Non classé

Santé et climat : il est crucial d’agir

Changements climatiques, aliments ultra-transformés, nécessité accrue de prévention en matière de santé infantile, les évolutions sociales et climatiques que nous vivons actuellement impactent gravement notre santé et notre bien-être. Si beaucoup est déjà fait dans le canton de Vaud, les conséquences des dérèglements climatiques mériteraient d’être mieux prises en compte dans la politique sanitaire. Pour tenter répondre aux défis sanitaires du 21ème siècle en agissant de manière préventive, les Verts déposeront demain au Parlement vaudois 5 interventions, ainsi qu’un texte dans de nombreux conseils communaux du canton.

Les dérèglements climatiques et les facteurs de risque dans l’environnement impactent de plus en plus la santé humaine. Pourtant, cette thématique n’a pas été traitée lors des Assises sur le climat organisées par le canton fin 2018. Les Verts demandent donc au gouvernement de faire de la santé un objectif prioritaire de politiques multisectorielles, et demandent un rapport exposant les objectifs climatiques spécifiques en matière de santé.

Autre axe d’action central pour le climat et la santé publique : la lutte contre les aliments ultra-transformés (AUT). En plus d’être remplis d’additifs, ces AUT sont issus de processus industriels sophistiqués provoquant davantage d’émissions de gaz à effets de serre et augmentent les emballages non recyclables. Au plan sanitaire, l’hyper-industrialisation de notre alimentation provoque le développement de « maladies chroniques d’industrialisation » qui coûtent à notre système de santé.

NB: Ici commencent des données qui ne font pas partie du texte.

//! Storage layers and the layer selector.
//!
//! The four layers are fixed at startup. Selection derives a coarse routing
//! role from payload size and caller priority, maps the role onto a preferred
//! layer, then escalates past any layer whose size cutoff the payload exceeds.

use crate::config::LayerConfig;
use serde::{Deserialize, Serialize};
use std::fmt;
use std::sync::Arc;
use std::time::Duration;
use tracing::trace;

const BYTES_PER_GB: f64 = 1_000_000_000.0;

/// Storage layer an object's chunks live in.
#[derive(Debug, Clone, Copy, PartialEq, Eq, Hash, PartialOrd, Ord, Serialize, Deserialize)]
#[serde(into = "u8", try_from = "u8")]
pub enum Layer {
    /// In-process hot tier
    Lightning = 1,
    /// Low-cost, zero-egress object store
    Warm = 2,
    /// Rotating free-tier providers
    Cold = 3,
    /// High-durability archive
    Archive = 4,
}

impl Layer {
    pub const ALL: [Layer; 4] = [Layer::Lightning, Layer::Warm, Layer::Cold, Layer::Archive];

    pub fn number(self) -> u8 {
        self as u8
    }

    pub fn from_number(n: u8) -> Option<Self> {
        match n {
            1 => Some(Layer::Lightning),
            2 => Some(Layer::Warm),
            3 => Some(Layer::Cold),
            4 => Some(Layer::Archive),
            _ => None,
        }
    }

    /// Next slower/cheaper layer, if any.
    pub fn escalate(self) -> Option<Self> {
        Self::from_number(self.number() + 1)
    }

    /// Static characteristics of this layer.
    pub fn spec(self) -> &'static LayerSpec {
        &LAYER_SPECS[(self.number() - 1) as usize]
    }
}

impl From<Layer> for u8 {
    fn from(layer: Layer) -> Self {
        layer.number()
    }
}

impl TryFrom<u8> for Layer {
    type Error = String;

    fn try_from(n: u8) -> Result<Self, Self::Error> {
        Layer::from_number(n).ok_or_else(|| format!("invalid layer {}", n))
    }
}

impl fmt::Display for Layer {
    fn fmt(&self, f: &mut fmt::Formatter<'_>) -> fmt::Result {
        write!(f, "L{} ({})", self.number(), self.spec().name)
    }
}

/// Static layer characteristics.
#[derive(Debug, Clone, PartialEq)]
pub struct LayerSpec {
    pub name: &'static str,
    /// Lower is preferred for latency-sensitive data
    pub priority: u8,
    /// None for effectively unbounded tiers
    pub capacity_bytes: Option<u64>,
    pub cost_per_gb: f64,
    pub target_latency: Duration,
    pub max_chunk_bytes: usize,
    pub reliability: f64,
}

impl LayerSpec {
    /// Monthly cost of holding `bytes` in this layer.
    pub fn cost_for(&self, bytes: u64) -> f64 {
        bytes as f64 / BYTES_PER_GB * self.cost_per_gb
    }
}

static LAYER_SPECS: [LayerSpec; 4] = [
    LayerSpec {
        name: "Lightning Cache",
        priority: 1,
        capacity_bytes: Some(1024 * 1024 * 1024),
        cost_per_gb: 0.0,
        target_latency: Duration::from_millis(1),
        max_chunk_bytes: 64 * 1024,
        reliability: 0.99,
    },
    LayerSpec {
        name: "Zero-Egress Warm",
        priority: 2,
        capacity_bytes: Some(10 * 1024 * 1024 * 1024 * 1024),
        cost_per_gb: 0.015,
        target_latency: Duration::from_millis(50),
        max_chunk_bytes: 1024 * 1024,
        reliability: 0.999_999_999,
    },
    LayerSpec {
        name: "Infinite Cold",
        priority: 3,
        capacity_bytes: None,
        cost_per_gb: 0.001,
        target_latency: Duration::from_millis(200),
        max_chunk_bytes: 25 * 1024 * 1024,
        reliability: 0.999,
    },
    LayerSpec {
        name: "Ultra-Archive",
        priority: 4,
        capacity_bytes: None,
        cost_per_gb: 0.000_99,
        target_latency: Duration::from_secs(1),
        max_chunk_bytes: 10 * 1024 * 1024,
        reliability: 0.999_999_999_99,
    },
];

/// Standard object storage price used as the savings baseline.
pub const BASELINE_COST_PER_GB: f64 = 0.023;

/// Cost of holding `bytes` at the baseline price.
pub fn baseline_cost_for(bytes: u64) -> f64 {
    bytes as f64 / BYTES_PER_GB * BASELINE_COST_PER_GB
}

/// Caller-supplied urgency.
#[derive(Debug, Clone, Copy, PartialEq, Eq, Default, Serialize, Deserialize)]
#[serde(rename_all = "snake_case")]
pub enum Priority {
    Low,
    #[default]
    Normal,
    High,
    Critical,
}

impl Priority {
    pub fn urgency(self) -> f64 {
        match self {
            Priority::Low => 0.1,
            Priority::Normal => 0.4,
            Priority::High => 0.8,
            Priority::Critical => 1.0,
        }
    }

    /// Spend tolerance; urgent data may occupy pricier layers.
    pub fn budget(self) -> f64 {
        match self {
            Priority::Low => 0.2,
            Priority::Normal => 0.5,
            Priority::High => 0.8,
            Priority::Critical => 1.0,
        }
    }
}

/// Input to the routing advisor.
#[derive(Debug, Clone, Copy, PartialEq)]
pub struct RoutingRequest {
    /// Payload size normalized to [0, 1] on a log scale
    pub size_proxy: f64,
    pub urgency: f64,
    pub budget: f64,
}

impl RoutingRequest {
    pub fn new(size_bytes: u64, priority: Priority) -> Self {
        Self {
            size_proxy: size_proxy(size_bytes),
            urgency: priority.urgency(),
            budget: priority.budget(),
        }
    }
}

/// log2(size + 1) / log2(1 GiB), clamped to [0, 1].
pub fn size_proxy(size_bytes: u64) -> f64 {
    ((size_bytes as f64 + 1.0).log2() / 30.0).clamp(0.0, 1.0)
}

/// Coarse role a payload plays.
#[derive(Debug, Clone, Copy, PartialEq, Eq)]
pub enum RoutingRole {
    Orchestration,
    Execution,
    Analysis,
}

/// Maps a routing request to a role.
pub trait RoutingAdvisor: Send + Sync {
    fn advise(&self, request: &RoutingRequest) -> RoutingRole;
}

/// Threshold advisor: small urgent payloads orchestrate, large or
/// low-urgency payloads are analysis, everything else executes.
#[derive(Debug, Clone, Default)]
pub struct ThresholdAdvisor;

impl RoutingAdvisor for ThresholdAdvisor {
    fn advise(&self, request: &RoutingRequest) -> RoutingRole {
        if request.urgency >= 0.7 && request.size_proxy < 0.6 {
            RoutingRole::Orchestration
        } else if request.size_proxy >= 0.8 || request.urgency < 0.2 {
            RoutingRole::Analysis
        } else {
            RoutingRole::Execution
        }
    }
}

/// Always returns the same role.
#[derive(Debug, Clone)]
pub struct ConstantAdvisor(pub RoutingRole);

impl RoutingAdvisor for ConstantAdvisor {
    fn advise(&self, _request: &RoutingRequest) -> RoutingRole {
        self.0
    }
}

/// Chooses the target layer for a new object.
pub struct LayerSelector {
    config: LayerConfig,
    advisor: Arc<dyn RoutingAdvisor>,
}

impl LayerSelector {
    pub fn new(config: LayerConfig, advisor: Arc<dyn RoutingAdvisor>) -> Self {
        Self { config, advisor }
    }

    /// Select a layer; `force` always wins.
    pub fn select(&self, size_bytes: u64, priority: Priority, force: Option<Layer>) -> Layer {
        if let Some(layer) = force {
            return layer;
        }

        let request = RoutingRequest::new(size_bytes, priority);
        let role = self.advisor.advise(&request);
        let preferred = self.preferred_layer(role, size_bytes, &request);
        let layer = self.apply_size_cutoff(preferred, size_bytes);

        trace!(
            size_bytes = size_bytes,
            ?priority,
            ?role,
            preferred = preferred.number(),
            layer = layer.number(),
            "Layer selected"
        );

        layer
    }

    fn preferred_layer(&self, role: RoutingRole, size_bytes: u64, request: &RoutingRequest) -> Layer {
        match role {
            RoutingRole::Orchestration => {
                if size_bytes <= self.config.orchestration_cache_bytes {
                    Layer::Lightning
                } else {
                    Layer::Warm
                }
            }
            RoutingRole::Execution => {
                if size_bytes <= self.config.execution_warm_bytes {
                    Layer::Warm
                } else {
                    Layer::Cold
                }
            }
            RoutingRole::Analysis => {
                if request.urgency < 0.2 {
                    Layer::Archive
                } else {
                    Layer::Cold
                }
            }
        }
    }

    /// Largest object a layer accepts before escalating.
    pub fn max_object_bytes(&self, layer: Layer) -> Option<u64> {
        match layer {
            Layer::Lightning => Some(self.config.lightning_max_object_bytes),
            Layer::Warm => Some(self.config.warm_max_object_bytes),
            Layer::Cold => Some(self.config.cold_max_object_bytes),
            Layer::Archive => None,
        }
    }

    fn apply_size_cutoff(&self, mut layer: Layer, size_bytes: u64) -> Layer {
        while let Some(max) = self.max_object_bytes(layer) {
            if size_bytes <= max {
                break;
            }
            match layer.escalate() {
                Some(next) => layer = next,
                None => break,
            }
        }
        layer
    }
}

#[cfg(test)]
mod tests {
    use super::*;

    fn selector() -> LayerSelector {
        LayerSelector::new(LayerConfig::default(), Arc::new(ThresholdAdvisor))
    }

    #[test]
    fn test_layer_table() {
        assert_eq!(Layer::Lightning.spec().max_chunk_bytes, 64 * 1024);
        assert_eq!(Layer::Warm.spec().max_chunk_bytes, 1024 * 1024);
        assert_eq!(Layer::Cold.spec().max_chunk_bytes, 25 * 1024 * 1024);
        assert_eq!(Layer::Archive.spec().max_chunk_bytes, 10 * 1024 * 1024);
        assert_eq!(Layer::Lightning.spec().cost_per_gb, 0.0);
        for layer in Layer::ALL {
            assert_eq!(layer.spec().priority, layer.number());
        }
    }

    #[test]
    fn test_layer_numbering() {
        assert_eq!(Layer::from_number(3), Some(Layer::Cold));
        assert_eq!(Layer::from_number(0), None);
        assert_eq!(Layer::Archive.escalate(), None);
        assert_eq!(Layer::Warm.escalate(), Some(Layer::Cold));
        assert_eq!(serde_json::to_string(&Layer::Warm).unwrap(), "2");
        assert_eq!(serde_json::from_str::<Layer>("4").unwrap(), Layer::Archive);
        assert!(serde_json::from_str::<Layer>("7").is_err());
    }

    #[test]
    fn test_force_layer_always_wins() {
        let selector = selector();
        for layer in Layer::ALL {
            for size in [0u64, 10, 2 * 1024 * 1024, 10 * 1024 * 1024 * 1024] {
                for priority in [Priority::Low, Priority::Critical] {
                    assert_eq!(selector.select(size, priority, Some(layer)), layer);
                }
            }
        }
    }

    #[test]
    fn test_small_urgent_goes_to_lightning() {
        assert_eq!(selector().select(4 * 1024, Priority::High, None), Layer::Lightning);
    }

    #[test]
    fn test_two_megabytes_high_priority_leaves_lightning() {
        let layer = selector().select(2 * 1024 * 1024, Priority::High, None);
        assert!(layer >= Layer::Warm);
    }

    #[test]
    fn test_low_priority_archives() {
        assert_eq!(selector().select(1024, Priority::Low, None), Layer::Archive);
    }

    #[test]
    fn test_size_cutoff_escalates_regardless_of_role() {
        let selector = LayerSelector::new(
            LayerConfig::default(),
            Arc::new(ConstantAdvisor(RoutingRole::Orchestration)),
        );
        // Orchestration prefers layer 2 above 256KB, but 600MB exceeds the warm cutoff
        assert_eq!(
            selector.select(600 * 1024 * 1024, Priority::High, None),
            Layer::Cold
        );
        assert_eq!(
            selector.select(6 * 1024 * 1024 * 1024, Priority::High, None),
            Layer::Archive
        );
    }

    #[test]
    fn test_cost_for() {
        assert_eq!(Layer::Lightning.spec().cost_for(1_000_000_000), 0.0);
        assert!((Layer::Warm.spec().cost_for(1_000_000_000) - 0.015).abs() < 1e-12);
        assert!(baseline_cost_for(10) > 0.0);
    }

    #[test]
    fn test_size_proxy_bounds() {
        assert_eq!(size_proxy(0), 0.0);
        assert!(size_proxy(u64::MAX) <= 1.0);
        assert!(size_proxy(1024) < size_proxy(1024 * 1024));
    }
}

Pour la santé et le climat, il faut revenir à la promotion d’une alimentation peu dénaturée et locale !

En outre, améliorer la santé des Vaudoises et des Vaudois et atténuer les changements climatiques passe indispensablement par des mesures volontaires en termes de mobilité (grosse émettrice de gaz à effet de serre) et d’aménagement du territoire (constructions atténuant les ilots de chaleur en ville, végétalisation accrue, etc.). Il se trouve que de telles mesures sont également un pilier de la prévention des maladies non transmissibles, dont la part représente 80% des coûts directs de santé. Une réflexion et une coordination multisectorielles et interservices devraient, dans ce sens, être mises sur pied entre les départements concernés pour plus d’efficacité.

L’alimentation saine et locale, une mobilité active et non polluante, les connaissances sur notre écosystème et la santé doivent s’acquérir et se mettre en pratique dès le plus jeune âge. Là aussi, les Verts estiment que l’Etat n’en fait pas assez. Alors même que la recherche sur la prévention et la promotion de la santé chez les jeunes a permis d’identifier des modes d’intervention utiles incluant l’école, les parents, la communauté et les autorités locales, rien n’est encore mis en pratique dans notre canton. Il est dès lors nécessaire d’accélérer les démarches, tout en clarifiant les compétences cantonales et communales, pour davantage d’efficacité et d’avancées concrètes.

Par ces dépôts cantonaux et communaux, les Verts souhaitent apporter une pierre à l’édifice d’un système de santé qui met la prévention sur le devant de la scène.